Concerned about an AI bubble? Sign up for The Daily Upside for smart and actionable market news, built for investors.

So many active ETFs. So little time.

Active ETFs have exploded in popularity over the past few years. Independent RIAs held roughly $28 billion in active ETF assets in the first quarter of 2021, which surged to nearly $400 billion by the end of last year, according to FINTRX data. Yet despite the rapid growth, advisors remain cautious about significantly increasing allocations. Active ETFs now account for roughly 80% of new launches, and industry experts say the sheer number of products entering the market can make it harder for advisors to determine where active ETFs belong in client portfolios.

“There’s so much product out there,” Brett Sheely, head of ETF specialists at AllianceBernstein, said during a panel discussion at the ETP Forum in New York on Tuesday. While active ETFs can play an important role in portfolios, he said, advisors can easily become overwhelmed by the expanding menu of options. “I do think that the onus is really on us [as asset managers] to ensure we’re providing all the education along with the tools.”

Sign up for The Daily Upside at no cost for premium analysis on all your favorite stocks.

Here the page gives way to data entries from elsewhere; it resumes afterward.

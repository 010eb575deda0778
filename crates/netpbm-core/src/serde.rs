/*
 * Copyright (c) 2023.
 *
 * This software is free software;
 *
 * You can redistribute it or modify it under terms of the MIT, Apache License or Zlib license
 */
#![cfg(feature = "serde")]

use alloc::format;

use serde::ser::*;

use crate::pixel::Rgb;
use crate::variant::{PixelKind, Variant};

impl Serialize for Variant {
    fn serialize<S>(&self, serializer: S) -> Result<S::Ok, S::Error>
    where
        S: Serializer
    {
        // variants serialize as their magic number
        serializer.serialize_str(&format!("{}", self))
    }
}

impl Serialize for PixelKind {
    #[allow(clippy::uninlined_format_args)]
    fn serialize<S>(&self, serializer: S) -> Result<S::Ok, S::Error>
    where
        S: Serializer
    {
        serializer.serialize_str(&format!("{:?}", self))
    }
}

impl Serialize for Rgb {
    fn serialize<S>(&self, serializer: S) -> Result<S::Ok, S::Error>
    where
        S: Serializer
    {
        let mut tuple = serializer.serialize_tuple(3)?;
        tuple.serialize_element(&self.r)?;
        tuple.serialize_element(&self.g)?;
        tuple.serialize_element(&self.b)?;
        tuple.end()
    }
}
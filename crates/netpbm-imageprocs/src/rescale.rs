/*
 * Copyright (c) 2023.
 *
 * This software is free software;
 *
 * You can redistribute it or modify it under terms of the MIT, Apache License or Zlib license
 */
//! Rescale samples to a new max value
use netpbm_core::errors::ImageErrors;
use netpbm_core::image::{Image, PixelData};
use netpbm_core::variant::PixelKind;

use crate::traits::{Channels, OperationsTrait};

/// Linearly rescale every channel from the image's max value
/// to a new max value
///
/// Each channel becomes `round(channel * new_max / old_max)`, the
/// image's max value is updated to `new_max`.
#[derive(Copy, Clone)]
pub struct RescaleMax {
    new_max: u8
}

impl RescaleMax {
    #[must_use]
    pub fn new(new_max: u8) -> RescaleMax {
        RescaleMax { new_max }
    }
}

impl OperationsTrait for RescaleMax {
    fn name(&self) -> &'static str {
        "Rescale Max"
    }

    fn execute_impl(&self, image: &mut Image) -> Result<(), ImageErrors> {
        if self.new_max == 0 {
            return Err(ImageErrors::InvalidMaxValue(image.kind(), 0));
        }
        let old_max = image.max_value();
        let new_max = self.new_max;

        match image.pixels_mut() {
            PixelData::Graymap(buffer) => rescale(buffer.as_mut_slice(), old_max, new_max),
            PixelData::Pixmap(buffer) => rescale(buffer.as_mut_slice(), old_max, new_max),
            PixelData::Bitmap(_) => {
                return Err(ImageErrors::UnsupportedOperation(self.name(), PixelKind::Bitmap))
            }
        }
        image.set_max_value(new_max)
    }

    fn supported_kinds(&self) -> &'static [PixelKind] {
        &[PixelKind::Graymap, PixelKind::Pixmap]
    }
}

/// Rescale channels from `old_max` to `new_max`, rounding half up
///
/// Channels above `old_max` are treated as `old_max`.
///
/// # Panics
/// If `old_max` is zero
pub fn rescale<T: Channels>(in_out_image: &mut [T], old_max: u8, new_max: u8) {
    assert_ne!(old_max, 0, "Old max value cannot be zero");

    let old = u32::from(old_max);
    let new = u32::from(new_max);
    // (v * new + old / 2) / old, doubled to keep odd max values exact
    let mut table = [0_u8; 256];

    for (value, entry) in table.iter_mut().enumerate() {
        let value = (value as u32).min(old);
        *entry = ((value * new * 2 + old) / (2 * old)) as u8;
    }
    in_out_image
        .iter_mut()
        .for_each(|x| *x = x.map_channels(|c| table[usize::from(c)]));
}
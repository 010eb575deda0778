/*
 * Copyright (c) 2023.
 *
 * This software is free software;
 *
 * You can redistribute it or modify it under terms of the MIT, Apache License or Zlib license
 */
use alloc::format;
use alloc::string::String;
use alloc::vec;
use alloc::vec::Vec;

use netpbm_core::bytestream::{ZByteIoError, ZByteReaderTrait, ZReader};
use netpbm_core::image::{Image, PixelBuffer, PixelData};
use netpbm_core::log::{info, trace, warn};
use netpbm_core::options::DecoderOptions;
use netpbm_core::pixel::Rgb;
use netpbm_core::variant::{PixelKind, Variant};

use crate::errors::{PnmDecodeErrors, SampleError};
use crate::grammar::{FormatGrammar, HeaderField, PixelEncoding};

/// An instance of a netpbm decoder
///
/// The decoder can decode all six variants, `P1` to `P6`, with
/// max values up to 255.
///
/// # Example
/// ```
/// use netpbm::netpbm_core::bytestream::ZCursor;
/// use netpbm::PnmDecoder;
///
/// let mut decoder = PnmDecoder::new(ZCursor::new(b"P2\n2 1\n15\n0 15\n"));
/// let image = decoder.decode().unwrap();
///
/// assert_eq!(image.dimensions(), (2, 1));
/// assert_eq!(image.max_value(), 15);
/// ```
pub struct PnmDecoder<T: ZByteReaderTrait> {
    width:           usize,
    height:          usize,
    max_value:       u8,
    grammar:         Option<&'static FormatGrammar>,
    decoded_headers: bool,
    reader:          ZReader<T>,
    options:         DecoderOptions,
    warned_max:      bool
}
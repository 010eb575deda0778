/*
 * Copyright (c) 2023.
 *
 * This software is free software;
 *
 * You can redistribute it or modify it under terms of the MIT, Apache License or Zlib license
 */
//! Rotate an image a quarter turn clockwise
use netpbm_core::errors::ImageErrors;
use netpbm_core::image::{Image, PixelBuffer, PixelData};
use netpbm_core::pixel::PixelType;
use netpbm_core::variant::PixelKind;

use crate::traits::OperationsTrait;

/// Rotate an image 90 degrees clockwise
///
/// Width and height of the image are swapped.
///
///```text
/// [1,2,3]    [7,4,1]
/// [4,5,6] -> [8,5,2]
/// [7,8,9]    [9,6,3]
///```
#[derive(Default, Copy, Clone)]
pub struct Rotate90;

impl Rotate90 {
    #[must_use]
    pub fn new() -> Rotate90 {
        Self
    }
}

impl OperationsTrait for Rotate90 {
    fn name(&self) -> &'static str {
        "Rotate 90"
    }

    fn execute_impl(&self, image: &mut Image) -> Result<(), ImageErrors> {
        let rotated = match image.pixels() {
            PixelData::Bitmap(buffer) => PixelData::Bitmap(rotate_buffer(buffer)?),
            PixelData::Graymap(buffer) => PixelData::Graymap(rotate_buffer(buffer)?),
            PixelData::Pixmap(buffer) => PixelData::Pixmap(rotate_buffer(buffer)?)
        };
        image.set_pixels(rotated)
    }

    fn supported_kinds(&self) -> &'static [PixelKind] {
        &[PixelKind::Bitmap, PixelKind::Graymap, PixelKind::Pixmap]
    }
}

fn rotate_buffer<P: PixelType>(buffer: &PixelBuffer<P>) -> Result<PixelBuffer<P>, ImageErrors> {
    let (width, height) = buffer.dimensions();
    let mut out = vec![P::default(); width * height];

    rotate_90(buffer.as_slice(), &mut out, width, height);

    PixelBuffer::from_vec(height, width, out)
}

/// Rotate `in_image` 90 degrees clockwise into `out_image`
///
/// `out_image` is `height` pixels wide and `width` pixels tall,
/// the pixel at `(x, y)` lands at `(height - 1 - y, x)`
///
/// # Panics
/// If either slice doesn't hold `width * height` pixels
pub fn rotate_90<T: Copy>(in_image: &[T], out_image: &mut [T], width: usize, height: usize) {
    assert_eq!(in_image.len(), width * height);
    assert_eq!(out_image.len(), width * height);

    for (y, row) in in_image.chunks_exact(width).enumerate() {
        let out_x = height - 1 - y;

        for (x, pixel) in row.iter().enumerate() {
            out_image[x * height + out_x] = *pixel;
        }
    }
}


#[cfg(feature = "benchmarks")]
#[cfg(test)]
mod benchmarks {
    extern crate test;

    use crate::rotate::rotate_90;

    #[bench]
    fn rotate_90_u8(b: &mut test::Bencher) {
        let width = 800;
        let height = 600;
        let c1 = vec![0_u8; width * height];
        let mut c2 = vec![0_u8; width * height];

        b.iter(|| {
            rotate_90(&c1, &mut c2, width, height);
        });
    }
}
/*
 * Copyright (c) 2023.
 *
 * This software is free software;
 *
 * You can redistribute it or modify it under terms of the MIT, Apache License or Zlib license
 */
//! Invert: swap dark and light pixels
use netpbm_core::errors::ImageErrors;
use netpbm_core::image::{Image, PixelData};
use netpbm_core::variant::PixelKind;

use crate::traits::{Channels, OperationsTrait};

/// Invert an image
///
/// Bitmap pixels are toggled, graymap and pixmap channels
/// become `max_value - channel`.
#[derive(Default, Copy, Clone)]
pub struct Invert;

impl Invert {
    /// Create a new invert operation
    #[must_use]
    pub fn new() -> Invert {
        Self
    }
}

impl OperationsTrait for Invert {
    fn name(&self) -> &'static str {
        "Invert"
    }

    fn execute_impl(&self, image: &mut Image) -> Result<(), ImageErrors> {
        let max_value = image.max_value();

        match image.pixels_mut() {
            PixelData::Bitmap(buffer) => invert_bits(buffer.as_mut_slice()),
            PixelData::Graymap(buffer) => invert(buffer.as_mut_slice(), max_value),
            PixelData::Pixmap(buffer) => invert(buffer.as_mut_slice(), max_value)
        }
        Ok(())
    }

    fn supported_kinds(&self) -> &'static [PixelKind] {
        &[PixelKind::Bitmap, PixelKind::Graymap, PixelKind::Pixmap]
    }
}

/// Toggle every bit
pub fn invert_bits(in_out_image: &mut [bool]) {
    in_out_image.iter_mut().for_each(|x| *x = !*x);
}

///Invert pixels
///
/// The formula for inverting a channel is `channel = max_value - channel`,
/// channels above `max_value` become zero
pub fn invert<T: Channels>(in_out_image: &mut [T], max_value: u8) {
    in_out_image
        .iter_mut()
        .for_each(|x| *x = x.map_channels(|c| max_value.saturating_sub(c)));
}
/*
 * Copyright (c) 2023.
 *
 * This software is free software;
 *
 * You can redistribute it or modify it under terms of the MIT, Apache License or Zlib license
 */

//! Image processing routines for netpbm images
//!
//! This implements transforms, a resampler and a rasterizer working on
//! [`Image`](netpbm_core::image::Image)s of every pixel kind.
//!
//! Every routine is available as a generic slice function and as an
//! operation implementing [`OperationsTrait`](crate::traits::OperationsTrait),
//! the latter dispatches on the pixel kind of the image.
//!
//! # Example
//! - Invert a graymap, then draw a white line over it
//! ```
//! use netpbm_core::image::{Image, PixelBuffer};
//! use netpbm_core::pixel::Pixel;
//! use netpbm_imageprocs::draw::{Draw, Point, Shape};
//! use netpbm_imageprocs::invert::Invert;
//! use netpbm_imageprocs::traits::OperationsTrait;
//!
//! let mut image = Image::from_graymap(PixelBuffer::new(8, 8, 0).unwrap(), 255).unwrap();
//!
//! Invert::new().execute(&mut image).unwrap();
//! Draw::new(Shape::Line(Point::new(0, 0), Point::new(7, 7)), Pixel::Gray(0))
//!     .execute(&mut image)
//!     .unwrap();
//!
//! assert_eq!(image.get(3, 3), Some(Pixel::Gray(0)));
//! assert_eq!(image.get(3, 4), Some(Pixel::Gray(255)));
//! ```
//!
//! # Features
//!  - `threads`: Split the resampler and the noise fill across threads, on by default
//!  - `log`: Log executed operations through the `log` crate
//!  - `benchmarks`: Nightly micro benchmarks
#![cfg_attr(feature = "benchmarks", feature(test))]
#![warn(
    clippy::correctness,
    clippy::perf,
    clippy::pedantic,
    clippy::inline_always,
    clippy::missing_errors_doc,
    clippy::panic
)]
#![allow(
    clippy::needless_return,
    clippy::similar_names,
    clippy::doc_markdown,
    clippy::module_name_repetitions,
    clippy::missing_panics_doc,
    clippy::missing_errors_doc,
    clippy::cast_possible_truncation,
    clippy::cast_sign_loss,
    clippy::cast_possible_wrap,
    clippy::cast_precision_loss
)]

pub mod convert;
pub mod draw;
pub mod flip;
pub mod invert;
pub mod rescale;
pub mod resize;
pub mod rotate;
pub mod traits;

READ ALSO: Here’s How Much ETF Employees Make and Why It’s a Problem and SpaceX IPO Pumps Rocket Fuel into Thematic Space ETFs 

Active ETFs don’t track a benchmark, and in many cases, attempt to outperform the broad market. That promise can appeal to investors, but it can also create challenges for advisors tasked with explaining performance when results fall short. “When you get that phone call saying, ‘Why did you put me in this?’ you’ve got to answer those tough questions,” a portfolio manager said during the panel

He argued that the active ETF market will eventually separate winners from losers, pointing to SPIVA data showing that roughly nine out of 10 active funds underperform their benchmarks over long periods. “This is a big industry, a lot of smart people, a lot of people who went to good schools, and for the industry to overall perform like that is not great,” the portfolio manager said.

Not everyone on the panel viewed active ETFs through the same lens. One expert argued that investors should have the freedom to take calculated risks. “I don’t know that we should necessarily always be trying to protect retail investors from themselves,” he said, adding that active ETFs can offer a more accessible way to pursue higher-risk strategies than trading options or futures directly.

Money Where Your Fund Is. For his part, Sheely puts his own money into active ETFs. “That’s where I usually look for things that are differentiated and where I think I can get longer-term outperformance,” he told Advisor Upside in an interview. “I can’t get that through an index.”

This post first appeared on The Daily Upside. To receive exclusive news and analysis of the rapidly evolving ETF landscape, built for advisors and capital allocators, subscribe to our free ETF Upside newsletter.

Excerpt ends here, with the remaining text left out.